XIE Teng-yu1,ZHOU Xiao-gen2,HU Jun1,ZHANG Gui-jun1   

  1. (College of Information Engineering,Zhejiang University of Technology,Hangzhou 310023,China)1;
    (Department of Computational Medicine and Bioinformatics,University of Michigan,Ann Arbor,MI 45108,USA)2
  • Received:2018-12-24 Published:2020-01-19
  • About author:XIE Teng-yu,born in 1993,postgra-duate.Her main research interests include intelligent information processing,optimization theory and algorithm design and bioinformatics;ZHANG Gui-jun,born in 1974,Ph.D,professor,Ph.D supervisor,is a member of China Computer Federation (CCF).His main research interests include intelligent information processing,optimization theory and algorithm design and bioinformatics.
  • Supported by:
    This work was supported by the National Natural Science Foundation of China (61773346) and Zhejiang Provincial Science Foundation of China (LZ20F030002).

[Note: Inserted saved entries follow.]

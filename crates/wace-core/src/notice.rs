//! Announcements and instructor listings.

use chrono::{DateTime, TimeDelta, Utc};
use serde::{Deserialize, Serialize};
use strum::{AsRefStr, EnumString};

// ─── Announcements ───────────────────────────────────────────────────────────

#[derive(
  Debug, Clone, Copy, PartialEq, Eq, Default, Serialize, Deserialize, EnumString, AsRefStr,
)]
#[serde(rename_all = "lowercase")]
#[strum(serialize_all = "lowercase")]
pub enum Priority {
  Low,
  #[default]
  Normal,
  High,
  Urgent,
}

impl Priority {
  /// Sort rank; higher is more pressing.
  pub fn rank(&self) -> u8 {
    match self {
      Self::Low => 0,
      Self::Normal => 1,
      Self::High => 2,
      Self::Urgent => 3,
    }
  }
}

#[derive(Debug, Clone, Serialize, Deserialize)]
pub struct Announcement {
  pub announcement_id: i64,
  pub title:           String,
  pub message:         String,
  pub priority:        Priority,
  pub is_active:       bool,
  pub created_at:      DateTime<Utc>,
  pub expires_at:      Option<DateTime<Utc>>,
}

impl Announcement {
  /// Active and not yet past `expires_at`.
  pub fn is_visible_at(&self, now: DateTime<Utc>) -> bool {
    self.is_active && self.expires_at.is_none_or(|exp| exp > now)
  }
}

#[derive(Debug, Clone, Deserialize)]
pub struct NewAnnouncement {
  pub title:      String,
  pub message:    String,
  #[serde(default)]
  pub priority:   Priority,
  pub expires_at: Option<DateTime<Utc>>,
}

/// Order announcements most pressing first, then newest first.
pub fn sort_announcements(items: &mut [Announcement]) {
  items.sort_by(|a, b| {
    b.priority
      .rank()
      .cmp(&a.priority.rank())
      .then_with(|| b.created_at.cmp(&a.created_at))
  });
}

/// Human-readable age, e.g. `"3 hours ago"`.
pub fn time_ago(then: DateTime<Utc>, now: DateTime<Utc>) -> String {
  let elapsed = (now - then).max(TimeDelta::zero());
  let plural = |n: i64, unit: &str| {
    format!("{n} {unit}{} ago", if n == 1 { "" } else { "s" })
  };

  if elapsed.num_days() > 0 {
    plural(elapsed.num_days(), "day")
  } else if elapsed.num_hours() > 0 {
    plural(elapsed.num_hours(), "hour")
  } else if elapsed.num_minutes() > 0 {
    plural(elapsed.num_minutes(), "minute")
  } else {
    "Just now".to_string()
  }
}

// ─── Instructors ─────────────────────────────────────────────────────────────

#[derive(Debug, Clone, Copy, PartialEq, Eq, Serialize, Deserialize, EnumString, AsRefStr)]
#[serde(rename_all = "lowercase")]
#[strum(serialize_all = "lowercase")]
pub enum InstructorTitle {
  Dr,
  Prof,
  Mr,
  Mrs,
  Ms,
}

impl InstructorTitle {
  pub fn display_name(&self) -> &'static str {
    match self {
      Self::Dr => "Dr.",
      Self::Prof => "Prof.",
      Self::Mr => "Mr.",
      Self::Mrs => "Mrs.",
      Self::Ms => "Ms.",
    }
  }
}

#[derive(Debug, Clone, Copy, PartialEq, Eq, Serialize, Deserialize, EnumString, AsRefStr)]
#[serde(rename_all = "lowercase")]
#[strum(serialize_all = "lowercase")]
pub enum InstructorRole {
  Principal,
  Director,
  Head,
  Coordinator,
  Lecturer,
  Tutor,
}

#[derive(Debug, Clone, Serialize, Deserialize)]
pub struct Instructor {
  pub instructor_id:    i64,
  pub title:            InstructorTitle,
  pub first_name:       String,
  pub last_name:        String,
  pub role:             InstructorRole,
  /// e.g. "Principal & Mathematics Specialist"
  pub position_title:   String,
  pub highest_degree:   String,
  pub institution:      String,
  pub years_experience: i64,
  pub bio:              String,
  pub photo:            String,
  pub email:            String,
  pub display_order:    i64,
  pub is_active:        bool,
  pub is_featured:      bool,
}

impl Instructor {
  pub fn full_name(&self) -> String {
    format!("{} {} {}", self.title.display_name(), self.first_name, self.last_name)
  }

  pub fn experience_text(&self) -> String { format!("{}+ years", self.years_experience) }
}

#[derive(Debug, Clone, Deserialize)]
pub struct NewInstructor {
  pub title:            InstructorTitle,
  pub first_name:       String,
  pub last_name:        String,
  pub role:             InstructorRole,
  pub position_title:   String,
  pub highest_degree:   String,
  pub institution:      String,
  pub years_experience: i64,
  #[serde(default)]
  pub bio:              String,
  #[serde(default)]
  pub photo:            String,
  #[serde(default)]
  pub email:            String,
  #[serde(default)]
  pub display_order:    i64,
  #[serde(default)]
  pub is_featured:      bool,
}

Abstract: De novo prediction is an important method for protein structure modeling.Research of the method contributes to humanity’s understanding of protein functions to conduct drug design and disease treatments.In order to improve the accuracy of prediction,contact map-based residue-pair distances restrained protein structure prediction algorithm (CDPSP) was proposed.Based on the framework of evolutionary algorithm,CDPSP was used to sample conformational space,which was divided into exploration and exploitation stages.In the exploration stage,the strategies of mutation and selection were designed on the basis of the distances of residue-pair,which can increase the diversity of the population.In detail,a residue-pair was chosen according to the contact probability of contact map and the mutation was conducted through fragment assembly technique on the adjacent region of the residue-pair.The selection of mutated conformation was determined by the expected probability distributed through the discretization of residue-pair distances.In the exploitation stage,the contact-based score and energy function were used to evaluate the quality of conformations in search of good conformations,which can enhance the sampling ability of CDPSP in near-native region.In order to verify the performance of the proposed algorithm,CDPSP is tested on 10 targets in the FM group of CASP12 and compared with advanced algorithms.The test results show that CDPSP can predict more accurate protein tertiary structure models.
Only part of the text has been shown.